◆ Supplied material:
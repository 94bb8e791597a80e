//! Copy of a verified staged image over the boot region.
//!
//! Nothing here may execute from flash on the target: the boot region
//! is being rewritten and XIP is suspended around every operation.
//! Scratch buffers are set up before the first erase so that no
//! memset or memcpy is needed once the old image starts to disappear.
use super::{image::StagedImage, Layout};
use crate::{
    error::Error,
    hal::{
        rom::{RomFlash, XipSuspended},
        system::System,
        watchdog::Watchdog,
    },
    utilities::memory::align_up,
};
use core::cmp::min;
use defmt::{info, Format};

/// Largest sector the reprogrammer can buffer in RAM.
pub const MAX_SECTOR_SIZE: usize = 4096;
const VERIFY_CHUNK: usize = 256;

/// Whether each rewritten sector is read back and compared.
#[derive(Copy, Clone, Debug, PartialEq, Eq, Format)]
pub enum VerifyPolicy {
    /// Compare every sector after programming, rewriting it up to
    /// `attempts` times in total.
    ReadBack { attempts: u8 },
    /// Trust the program operation.
    Unverified,
}

impl VerifyPolicy {
    pub const DEFAULT: Self = VerifyPolicy::ReadBack { attempts: 3 };
}

impl Default for VerifyPolicy {
    fn default() -> Self { Self::DEFAULT }
}

pub struct Reprogrammer {
    layout: Layout,
    policy: VerifyPolicy,
}

impl Reprogrammer {
    pub fn new(layout: Layout, policy: VerifyPolicy) -> Self { Self { layout, policy } }

    pub fn policy(&self) -> VerifyPolicy { self.policy }

    /// Masks interrupts, overwrites the boot region and resets. There is
    /// no meaningful recovery from a failure halfway through, so the
    /// processor is reset either way: through the reset controller on
    /// success, or through the watchdog on failure, which the next boot
    /// sees as its reset reason.
    ///
    /// Nothing may be logged once the copy starts: the logger lives in
    /// the flash being rewritten.
    #[cfg_attr(target_arch = "arm", link_section = ".data.ram_func")]
    pub fn run<R, W, Y>(&self, rom: &mut R, watchdog: &mut W, system: &mut Y, image: &StagedImage) -> !
    where
        R: RomFlash,
        W: Watchdog,
        Y: System,
    {
        info!("Rewriting boot region with {=usize} bytes ({})", image.size, self.policy);
        watchdog.feed();
        system.disable_interrupts();
        match self.copy_staged_image(rom, watchdog, image) {
            Ok(()) => system.reset(),
            Err(_) => watchdog.trigger(),
        }
    }

    #[cfg_attr(target_arch = "arm", link_section = ".data.ram_func")]
    pub fn copy_staged_image<R: RomFlash, W: Watchdog>(
        &self,
        rom: &mut R,
        watchdog: &mut W,
        image: &StagedImage,
    ) -> Result<(), Error> {
        if R::SECTOR_SIZE > MAX_SECTOR_SIZE {
            return Err(Error::ConfigurationError("Flash sector larger than the copy buffer"));
        }
        if image.size > self.layout.max_firmware_size {
            return Err(Error::StagingOverflow);
        }

        let sectors = align_up(image.size, R::SECTOR_SIZE) / R::SECTOR_SIZE;
        let mut buffer = [0u8; MAX_SECTOR_SIZE];
        let mut readback = [0u8; VERIFY_CHUNK];
        for sector in 0..sectors {
            let step = (sector * R::SECTOR_SIZE) as u32;
            copy_sector(
                rom,
                watchdog,
                &mut buffer[..R::SECTOR_SIZE],
                &mut readback,
                image.offset + step,
                self.layout.boot_offset + step,
                self.policy,
            )?;
        }
        Ok(())
    }
}

#[cfg_attr(target_arch = "arm", link_section = ".data.ram_func")]
fn copy_sector<R: RomFlash, W: Watchdog>(
    rom: &mut R,
    watchdog: &mut W,
    buffer: &mut [u8],
    readback: &mut [u8; VERIFY_CHUNK],
    source: u32,
    destination: u32,
    policy: VerifyPolicy,
) -> Result<(), Error> {
    watchdog.feed();
    // The staging region is unreadable once XIP is suspended.
    rom.read(source, buffer);

    let attempts = match policy {
        VerifyPolicy::ReadBack { attempts } => attempts.max(1),
        VerifyPolicy::Unverified => 1,
    };
    for _ in 0..attempts {
        {
            let mut flash = XipSuspended::new(&mut *rom);
            flash.erase(destination, buffer.len()).map_err(|_| Error::FlashErase)?;
            flash.program(destination, buffer).map_err(|_| Error::FlashWrite)?;
        }
        watchdog.feed();

        if matches!(policy, VerifyPolicy::Unverified) || matches_flash(rom, destination, buffer, readback) {
            return Ok(());
        }
    }
    Err(Error::FlashVerify)
}

#[cfg_attr(target_arch = "arm", link_section = ".data.ram_func")]
fn matches_flash<R: RomFlash>(
    rom: &mut R,
    offset: u32,
    expected: &[u8],
    readback: &mut [u8; VERIFY_CHUNK],
) -> bool {
    let mut position = 0usize;
    while position < expected.len() {
        let length = min(VERIFY_CHUNK, expected.len() - position);
        rom.read(offset + position as u32, &mut readback[..length]);
        let same = readback[..length].iter().zip(&expected[position..]).all(|(a, b)| a == b);
        if !same {
            return false;
        }
        position += length;
    }
    true
}

#[cfg(test)]
mod test {
    use super::*;
    use crate::hal::doubles::{
        rom::FakeRom,
        system::{FakeSystem, FakeWatchdog},
    };
    use std::panic::{catch_unwind, AssertUnwindSafe};

    fn staged(rom: &mut FakeRom, size: usize) -> (StagedImage, Vec<u8>) {
        let bytes: Vec<u8> = (0..size).map(|i| (i * 13 + 1) as u8).collect();
        let offset = Layout::DEFAULT.staging_offset;
        rom.preload(offset, &bytes);
        (StagedImage { offset, size, crc32: 0 }, bytes)
    }

    #[test]
    fn staged_image_lands_in_the_boot_region() {
        // Given
        let mut rom = FakeRom::new();
        let (image, bytes) = staged(&mut rom, 10_000);
        rom.preload(0, &[0u8; 16]);
        let reprogrammer = Reprogrammer::new(Layout::DEFAULT, VerifyPolicy::DEFAULT);

        // When
        reprogrammer.copy_staged_image(&mut rom, &mut FakeWatchdog::default(), &image).unwrap();

        // Then
        assert_eq!(&bytes[..], rom.contents(0, bytes.len()));
        assert_eq!(vec![0, 4096, 8192], rom.erased_sectors);
        assert_eq!(0, rom.operations_with_xip());
        assert_eq!(0, rom.reads_without_xip());
        assert!(rom.xip_enabled());
    }

    #[test]
    fn read_back_rewrites_a_sector_that_came_out_wrong() {
        // Given
        let mut rom = FakeRom::new();
        let (image, bytes) = staged(&mut rom, 4096);
        rom.corrupt_next_programs(1);
        let reprogrammer = Reprogrammer::new(Layout::DEFAULT, VerifyPolicy::ReadBack { attempts: 3 });

        // When
        reprogrammer.copy_staged_image(&mut rom, &mut FakeWatchdog::default(), &image).unwrap();

        // Then
        assert_eq!(&bytes[..], rom.contents(0, bytes.len()));
        assert_eq!(vec![0, 0], rom.erased_sectors);
    }

    #[test]
    fn read_back_gives_up_after_the_configured_attempts() {
        // Given
        let mut rom = FakeRom::new();
        let (image, _) = staged(&mut rom, 4096);
        rom.corrupt_next_programs(usize::MAX);
        let reprogrammer = Reprogrammer::new(Layout::DEFAULT, VerifyPolicy::ReadBack { attempts: 2 });

        // Then
        let result = reprogrammer.copy_staged_image(&mut rom, &mut FakeWatchdog::default(), &image);
        assert_eq!(Err(Error::FlashVerify), result);
        assert_eq!(2, rom.erased_sectors.len());
    }

    #[test]
    fn unverified_copy_trusts_the_flash() {
        // Given
        let mut rom = FakeRom::new();
        let (image, bytes) = staged(&mut rom, 4096);
        rom.corrupt_next_programs(1);
        let reprogrammer = Reprogrammer::new(Layout::DEFAULT, VerifyPolicy::Unverified);

        // When
        let result = reprogrammer.copy_staged_image(&mut rom, &mut FakeWatchdog::default(), &image);

        // Then
        assert!(result.is_ok());
        assert_ne!(&bytes[..], rom.contents(0, bytes.len()));
        assert_eq!(1, rom.erased_sectors.len());
    }

    #[test]
    fn erase_failure_leaves_xip_enabled() {
        // Given
        let mut rom = FakeRom::new();
        let (image, _) = staged(&mut rom, 8192);
        rom.fail_erase_at(Some(4096));
        let reprogrammer = Reprogrammer::new(Layout::DEFAULT, VerifyPolicy::DEFAULT);

        // Then
        let result = reprogrammer.copy_staged_image(&mut rom, &mut FakeWatchdog::default(), &image);
        assert_eq!(Err(Error::FlashErase), result);
        assert!(rom.xip_enabled());
    }

    #[test]
    fn run_masks_interrupts_and_resets() {
        // Given
        let mut rom = FakeRom::new();
        let (image, bytes) = staged(&mut rom, 300);
        let mut watchdog = FakeWatchdog::default();
        let mut system = FakeSystem::default();
        let reprogrammer = Reprogrammer::new(Layout::DEFAULT, VerifyPolicy::DEFAULT);

        // When
        let outcome = catch_unwind(AssertUnwindSafe(|| {
            reprogrammer.run(&mut rom, &mut watchdog, &mut system, &image)
        }));

        // Then
        assert_eq!("system reset", *outcome.unwrap_err().downcast::<&str>().unwrap());
        assert!(system.interrupts_disabled);
        assert!(watchdog.feeds >= 2);
        assert_eq!(&bytes[..], rom.contents(0, bytes.len()));
    }

    #[test]
    fn failed_copy_resets_through_the_watchdog() {
        // Given
        let mut rom = FakeRom::new();
        let (image, _) = staged(&mut rom, 4096);
        rom.corrupt_next_programs(usize::MAX);
        let mut watchdog = FakeWatchdog::default();
        let mut system = FakeSystem::default();
        let reprogrammer = Reprogrammer::new(Layout::DEFAULT, VerifyPolicy::ReadBack { attempts: 2 });

        // When
        let outcome = catch_unwind(AssertUnwindSafe(|| {
            reprogrammer.run(&mut rom, &mut watchdog, &mut system, &image)
        }));

        // Then
        assert_eq!("watchdog reset", *outcome.unwrap_err().downcast::<&str>().unwrap());
        assert!(system.interrupts_disabled);
        assert!(rom.xip_enabled());
    }
}
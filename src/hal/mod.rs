//! Hardware Abstraction Layer, containing interfaces
//! for low level drivers.
#![macro_use]

pub mod rom;
pub mod serial;
pub mod system;
pub mod time;
pub mod watchdog;

#[cfg(not(target_arch = "arm"))]
#[doc(hidden)]
pub mod doubles;
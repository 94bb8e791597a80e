//! Flash primitives exposed by the boot ROM.
//!
//! On parts that execute in place (XIP) from external QSPI flash,
//! the flash cannot be read as memory while it is being erased or
//! programmed. The ROM provides the routines that switch the QSPI
//! interface between memory-mapped mode and serial command mode, and
//! the erase/program routines themselves. These live in mask ROM and
//! so remain callable while any flash region is being rewritten.
//!
//! Offsets are relative to the start of flash, not to the XIP window.

use core::marker::PhantomData;

/// Raw ROM-resident flash routines.
pub trait RomFlash {
    type Error: Copy + Clone + core::fmt::Debug;

    /// Smallest erasable unit, in bytes.
    const SECTOR_SIZE: usize;
    /// Smallest programmable unit, in bytes.
    const PAGE_SIZE: usize;

    /// Restores the QSPI pads and SSI to a state where commands can be issued.
    fn connect(&mut self);
    /// Leaves memory-mapped (XIP) mode.
    fn exit_xip(&mut self);
    /// Erases `length` bytes starting at `offset`. Both must be sector aligned.
    fn erase(&mut self, offset: u32, length: usize) -> Result<(), Self::Error>;
    /// Programs `bytes` at `offset`. Both must be page aligned.
    fn program(&mut self, offset: u32, bytes: &[u8]) -> Result<(), Self::Error>;
    /// Invalidates the XIP cache.
    fn flush_cache(&mut self);
    /// Re-enters memory-mapped mode.
    fn enter_xip(&mut self);
    /// Reads through the memory-mapped window. Only valid while XIP is enabled.
    fn read(&mut self, offset: u32, bytes: &mut [u8]);
}

/// RAII guard that keeps XIP suspended for as long as it lives.
///
/// Constructing it connects the flash and exits XIP. Dropping it
/// flushes the cache and re-enters XIP, no matter the return path.
pub struct XipSuspended<'a, R: RomFlash> {
    rom: &'a mut R,
    _marker: PhantomData<R>,
}

// Inlined so that the guard runs from wherever its caller runs.
impl<'a, R: RomFlash> XipSuspended<'a, R> {
    #[inline(always)]
    pub fn new(rom: &'a mut R) -> Self {
        rom.connect();
        rom.exit_xip();
        Self { rom, _marker: PhantomData }
    }

    #[inline(always)]
    pub fn erase(&mut self, offset: u32, length: usize) -> Result<(), R::Error> {
        self.rom.erase(offset, length)
    }

    #[inline(always)]
    pub fn program(&mut self, offset: u32, bytes: &[u8]) -> Result<(), R::Error> {
        self.rom.program(offset, bytes)
    }
}

impl<'a, R: RomFlash> Drop for XipSuspended<'a, R> {
    #[inline(always)]
    fn drop(&mut self) {
        self.rom.flush_cache();
        self.rom.enter_xip();
    }
}
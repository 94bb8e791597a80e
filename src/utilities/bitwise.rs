//! Convenience bitwise operations.

/// Simple check for particular bits being set or cleared.
pub trait BitFlags {
    fn is_set(&self, bit: u8) -> bool;
    fn is_clear(&self, bit: u8) -> bool;
}

/// Blanket implementation for any types convertible to u32.
impl<U: Copy + Into<u32>> BitFlags for U {
    fn is_set(&self, bit: u8) -> bool {
        debug_assert!(bit < 32);
        ((*self).into() & (1u32 << (bit & 31))) != 0
    }

    fn is_clear(&self, bit: u8) -> bool { !self.is_set(bit) }
}

#[cfg(test)]
mod test {
    use super::*;

    #[test]
    fn correctly_checks_bits() {
        assert!(3u8.is_set(0));
        assert!(3u8.is_set(1));
        assert!(3u8.is_clear(2));
        assert!(2u8.is_clear(0));
    }

    #[test]
    fn thumb_bit_of_a_reset_vector() {
        assert!(0x1000_01F1u32.is_set(0));
        assert!(0x1000_01F0u32.is_clear(0));
    }
}
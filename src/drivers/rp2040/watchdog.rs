//! Hardware watchdog.
use super::{read_register, write_register};
use crate::hal::{time::Milliseconds, watchdog::Watchdog};

const WATCHDOG_BASE: usize = 0x4005_8000;
const CTRL: usize = WATCHDOG_BASE + 0x00;
const LOAD: usize = WATCHDOG_BASE + 0x04;

const CTRL_ENABLE: u32 = 1 << 30;
const CTRL_TRIGGER: u32 = 1 << 31;

/// Largest value the 24-bit counter accepts.
const MAX_LOAD: u32 = 0x00FF_FFFF;

/// The counter decrements twice per microsecond tick.
pub fn load_value(timeout: Milliseconds) -> u32 {
    timeout.0.saturating_mul(2_000).min(MAX_LOAD)
}

pub struct HardwareWatchdog {
    load: u32,
}

impl HardwareWatchdog {
    /// # Safety
    ///
    /// The watchdog tick generator must be running at 1MHz, and the
    /// caller hands over exclusive ownership of the watchdog.
    pub unsafe fn start(timeout: Milliseconds) -> Self {
        let load = load_value(timeout);
        write_register(LOAD, load);
        write_register(CTRL, read_register(CTRL) | CTRL_ENABLE);
        Self { load }
    }
}

impl Watchdog for HardwareWatchdog {
    #[inline(always)]
    fn feed(&mut self) {
        // NOTE(Safety) Owned register, single word write.
        unsafe { write_register(LOAD, self.load) }
    }

    #[inline(always)]
    fn trigger(&mut self) -> ! {
        // NOTE(Safety) Owned register. The chip resets shortly after.
        unsafe { write_register(CTRL, read_register(CTRL) | CTRL_TRIGGER) };
        loop {
            core::hint::spin_loop();
        }
    }
}
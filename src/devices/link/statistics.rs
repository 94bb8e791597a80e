use defmt::Format;

/// Rolling link health counters.
///
/// Counters only ever grow. They are cleared on explicit request only.
#[derive(Copy, Clone, Debug, Default, PartialEq, Eq, Format)]
pub struct Statistics {
    pub bytes_sent: u32,
    pub bytes_received: u32,
    pub packets_sent: u32,
    pub packets_received: u32,
    pub crc_errors: u32,
    pub packet_errors: u32,
    pub timeout_errors: u32,
    pub sequence_errors: u32,
    pub retries: u32,
    pub ack_timeouts: u32,
    pub nacks_sent: u32,
    pub nacks_received: u32,
    pub packets_dropped: u32,
    pub pending_commands: u8,
    pub last_sequence_sent: u8,
    pub handshake_complete: bool,
}

impl Statistics {
    /// Clears the four framing/link error counters, leaving traffic counters intact.
    pub fn reset_errors(&mut self) {
        self.crc_errors = 0;
        self.packet_errors = 0;
        self.timeout_errors = 0;
        self.sequence_errors = 0;
    }
}
//! Core control through `cortex-m`.
use crate::hal::system::System;

const AIRCR: usize = 0xE000_ED0C;
const AIRCR_VECTKEY: u32 = 0x05FA << 16;
const AIRCR_SYSRESETREQ: u32 = 1 << 2;

#[derive(Debug, Default)]
pub struct CortexSystem;

impl System for CortexSystem {
    #[inline(always)]
    fn disable_interrupts(&mut self) { cortex_m::interrupt::disable(); }

    /// Same request as `SCB::sys_reset`, spelled out so that it is
    /// inlined into RAM resident callers.
    #[inline(always)]
    fn reset(&mut self) -> ! {
        cortex_m::asm::dsb();
        // NOTE(Safety) Single word write to the reset control register.
        unsafe { super::write_register(AIRCR, AIRCR_VECTKEY | AIRCR_SYSRESETREQ) };
        cortex_m::asm::dsb();
        loop {
            cortex_m::asm::nop();
        }
    }
}
//! Host-side test doubles for the HAL traits.
pub mod error;
pub mod noise;
pub mod rom;
pub mod serial;
pub mod system;
pub mod time;
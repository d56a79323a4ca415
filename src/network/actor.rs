use std::collections::HashMap;

use actix::prelude::*;
use rand::rngs::StdRng;
use rand::{Rng, SeedableRng};

use super::codec::{MessageCodec, NetworkMessage};
use super::messages::{
    GetNetworkStats, Heal, NetworkStats, Partition, RegisterMember, RemoveMember, SetDropRate,
};
use super::peer_registry::{MemberResolver, PeerRegistry};
use crate::raft::actor::{HandleRaftMessage, SendRaftMessage};
use crate::raft::types::NodeId;

/// Routes Raft messages between actors of one process.
///
/// Every message goes through the wire codec so that what a member receives
/// is exactly what a remote peer would decode. Partitions and random drops
/// simulate an unreliable network.
pub struct LocalNetwork {
    registry: PeerRegistry<Recipient<HandleRaftMessage>>,
    codec: MessageCodec,
    // Member -> partition group; members in different groups cannot talk
    groups: HashMap<NodeId, usize>,
    drop_rate: f64,
    rng: StdRng,
    stats: NetworkStats,
}

impl Actor for LocalNetwork {
    type Context = Context<Self>;

    fn started(&mut self, _ctx: &mut Self::Context) {
        tracing::info!("Local network started");
    }
}

impl LocalNetwork {
    pub fn new(seed: u64) -> Self {
        Self {
            registry: PeerRegistry::new(),
            codec: MessageCodec::default(),
            groups: HashMap::new(),
            drop_rate: 0.0,
            rng: StdRng::seed_from_u64(seed),
            stats: NetworkStats::default(),
        }
    }

    fn can_reach(&self, from: &NodeId, to: &NodeId) -> bool {
        if self.groups.is_empty() {
            return true;
        }
        match (self.groups.get(from), self.groups.get(to)) {
            (Some(a), Some(b)) => a == b,
            // An unnamed member is alone in its group
            _ => from == to,
        }
    }

    fn route(&mut self, msg: SendRaftMessage) {
        if !self.can_reach(&msg.from, &msg.to) {
            self.stats.dropped += 1;
            tracing::trace!("Partitioned: dropping message {} -> {}", msg.from, msg.to);
            return;
        }
        if self.drop_rate > 0.0 && self.rng.gen_bool(self.drop_rate) {
            self.stats.dropped += 1;
            return;
        }
        let Some(recipient) = self.registry.resolve(&msg.to) else {
            self.stats.dropped += 1;
            tracing::debug!("Unknown member {}, dropping message from {}", msg.to, msg.from);
            return;
        };

        let wire = NetworkMessage {
            from: msg.from,
            to: msg.to,
            message: msg.message,
        };
        let decoded = match self
            .codec
            .encode(&wire)
            .and_then(|frame| self.codec.decode(&frame))
        {
            Ok(decoded) => decoded,
            Err(e) => {
                self.stats.failed += 1;
                tracing::warn!("Failed to encode message {} -> {}: {}", wire.from, wire.to, e);
                return;
            }
        };

        self.stats.delivered += 1;
        recipient.do_send(HandleRaftMessage {
            from: decoded.from,
            message: decoded.message,
        });
    }
}

impl Handler<SendRaftMessage> for LocalNetwork {
    type Result = ();

    fn handle(&mut self, msg: SendRaftMessage, _ctx: &mut Context<Self>) -> Self::Result {
        self.route(msg);
    }
}

impl Handler<RegisterMember> for LocalNetwork {
    type Result = ();

    fn handle(&mut self, msg: RegisterMember, _ctx: &mut Context<Self>) -> Self::Result {
        tracing::info!("Registered member {}", msg.id);
        self.registry.register(msg.id, msg.addr);
    }
}

impl Handler<RemoveMember> for LocalNetwork {
    type Result = ();

    fn handle(&mut self, msg: RemoveMember, _ctx: &mut Context<Self>) -> Self::Result {
        if self.registry.remove(&msg.id).is_some() {
            tracing::info!("Removed member {}", msg.id);
        }
    }
}

impl Handler<Partition> for LocalNetwork {
    type Result = ();

    fn handle(&mut self, msg: Partition, _ctx: &mut Context<Self>) -> Self::Result {
        self.groups.clear();
        for (group, members) in msg.groups.into_iter().enumerate() {
            for member in members {
                self.groups.insert(member, group);
            }
        }
        tracing::info!("Network partitioned into {:?}", self.groups);
    }
}

impl Handler<Heal> for LocalNetwork {
    type Result = ();

    fn handle(&mut self, _msg: Heal, _ctx: &mut Context<Self>) -> Self::Result {
        self.groups.clear();
        tracing::info!("Network healed");
    }
}

impl Handler<SetDropRate> for LocalNetwork {
    type Result = ();

    fn handle(&mut self, msg: SetDropRate, _ctx: &mut Context<Self>) -> Self::Result {
        self.drop_rate = msg.rate.clamp(0.0, 1.0);
    }
}

impl Handler<GetNetworkStats> for LocalNetwork {
    type Result = NetworkStats;

    fn handle(&mut self, _msg: GetNetworkStats, _ctx: &mut Context<Self>) -> Self::Result {
        self.stats
    }
}
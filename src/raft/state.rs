use super::types::{LogIndex, NodeId, Term};
use std::collections::HashSet;

/// The roles a Raft member can be in
#[derive(Debug, Clone, Copy, PartialEq, Eq)]
pub enum NodeState {
    /// Not participating: before start, after leaving, or after a fatal error
    Inactive,
    /// Passive member - replicates but never votes or campaigns
    Passive,
    /// Follower state - receives updates from leader
    Follower,
    /// Candidate state - requesting votes for leadership
    Candidate,
    /// Leader state - manages log replication
    Leader,
}

impl std::fmt::Display for NodeState {
    fn fmt(&self, f: &mut std::fmt::Formatter<'_>) -> std::fmt::Result {
        match self {
            NodeState::Inactive => write!(f, "Inactive"),
            NodeState::Passive => write!(f, "Passive"),
            NodeState::Follower => write!(f, "Follower"),
            NodeState::Candidate => write!(f, "Candidate"),
            NodeState::Leader => write!(f, "Leader"),
        }
    }
}

/// Term, vote and role bookkeeping of a member
#[derive(Debug, Clone)]
pub struct RaftState {
    // Persistent state on all servers
    /// Latest term server has seen (initialized to 0)
    pub current_term: Term,
    /// Candidate that received vote in current term (or None)
    pub voted_for: Option<NodeId>,

    // Volatile state on all servers
    /// Index of highest log entry known to be committed
    pub commit_index: LogIndex,
    /// Index of highest log entry handed to the application
    pub last_applied: LogIndex,
    /// Current role of this node
    pub state: NodeState,
    /// ID of the current leader (if known)
    pub current_leader: Option<NodeId>,
    /// This node's ID
    pub node_id: NodeId,
    /// Caught up with the commit index the cluster had when this member (re)started
    pub ready: bool,

    // Election state for candidates
    /// Set of nodes that voted for this candidate in current election
    pub votes_received: HashSet<NodeId>,
}

impl RaftState {
    pub fn new(node_id: NodeId) -> Self {
        Self {
            current_term: 0,
            voted_for: None,
            commit_index: 0,
            last_applied: 0,
            state: NodeState::Inactive,
            current_leader: None,
            node_id,
            ready: false,
            votes_received: HashSet::new(),
        }
    }

    /// Transition to follower state, keeping the vote if the term does not change
    pub fn become_follower(&mut self, term: Term, leader: Option<NodeId>) {
        if self.state != NodeState::Follower || term != self.current_term {
            tracing::info!(
                "Node {} transitioning to Follower (term: {})",
                self.node_id,
                term
            );
        }
        if term != self.current_term {
            self.voted_for = None;
        }
        self.state = NodeState::Follower;
        self.current_term = term;
        self.current_leader = leader;
        self.votes_received.clear();
    }

    pub fn become_passive(&mut self, term: Term, leader: Option<NodeId>) {
        if self.state != NodeState::Passive {
            tracing::info!(
                "Node {} transitioning to Passive (term: {})",
                self.node_id,
                term
            );
        }
        if term != self.current_term {
            self.voted_for = None;
        }
        self.state = NodeState::Passive;
        self.current_term = term;
        self.current_leader = leader;
        self.votes_received.clear();
    }

    /// Transition to candidate state
    pub fn become_candidate(&mut self) {
        self.current_term += 1;
        self.state = NodeState::Candidate;
        self.voted_for = Some(self.node_id.clone());
        self.current_leader = None;
        self.votes_received.clear();
        self.votes_received.insert(self.node_id.clone());

        tracing::info!(
            "Node {} transitioning to Candidate (term: {})",
            self.node_id,
            self.current_term
        );
    }

    /// Transition to leader state
    pub fn become_leader(&mut self) {
        tracing::info!(
            "Node {} transitioning to Leader (term: {})",
            self.node_id,
            self.current_term
        );

        self.state = NodeState::Leader;
        self.current_leader = Some(self.node_id.clone());
        self.votes_received.clear();
    }

    pub fn become_inactive(&mut self) {
        if self.state != NodeState::Inactive {
            tracing::info!(
                "Node {} transitioning to Inactive (term: {})",
                self.node_id,
                self.current_term
            );
        }
        self.state = NodeState::Inactive;
        self.current_leader = None;
        self.votes_received.clear();
    }

    /// Add a vote for this node
    pub fn add_vote(&mut self, from: NodeId) {
        self.votes_received.insert(from);
    }

    /// Moves to `term` if it is newer, as a follower without a known leader.
    /// Returns true if the term changed.
    pub fn update_term(&mut self, term: Term) -> bool {
        if term > self.current_term {
            tracing::info!(
                "Node {} updating term from {} to {}",
                self.node_id,
                self.current_term,
                term
            );
            match self.state {
                NodeState::Inactive | NodeState::Passive => {
                    self.current_term = term;
                    self.voted_for = None;
                    self.current_leader = None;
                }
                _ => self.become_follower(term, None),
            }
            true
        } else {
            false
        }
    }

    /// Check if we're the leader
    pub fn is_leader(&self) -> bool {
        self.state == NodeState::Leader
    }

    /// Check if we're a candidate
    pub fn is_candidate(&self) -> bool {
        self.state == NodeState::Candidate
    }

    /// Check if we're a follower
    pub fn is_follower(&self) -> bool {
        self.state == NodeState::Follower
    }

    pub fn is_inactive(&self) -> bool {
        self.state == NodeState::Inactive
    }
}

◆ How to complete this task: The required answer is the run of lines above, starting at the line with "self.current_term += 1;" and ending at the line with "to leader state", reproduced exactly with both ends.

◆ Solution to the problem:
        self.current_term += 1;
        self.state = NodeState::Candidate;
        self.voted_for = Some(self.node_id.clone());
        self.current_leader = None;
        self.votes_received.clear();
        self.votes_received.insert(self.node_id.clone());

        tracing::info!(
            "Node {} transitioning to Candidate (term: {})",
            self.node_id,
            self.current_term
        );
    }

    /// Transition to leader state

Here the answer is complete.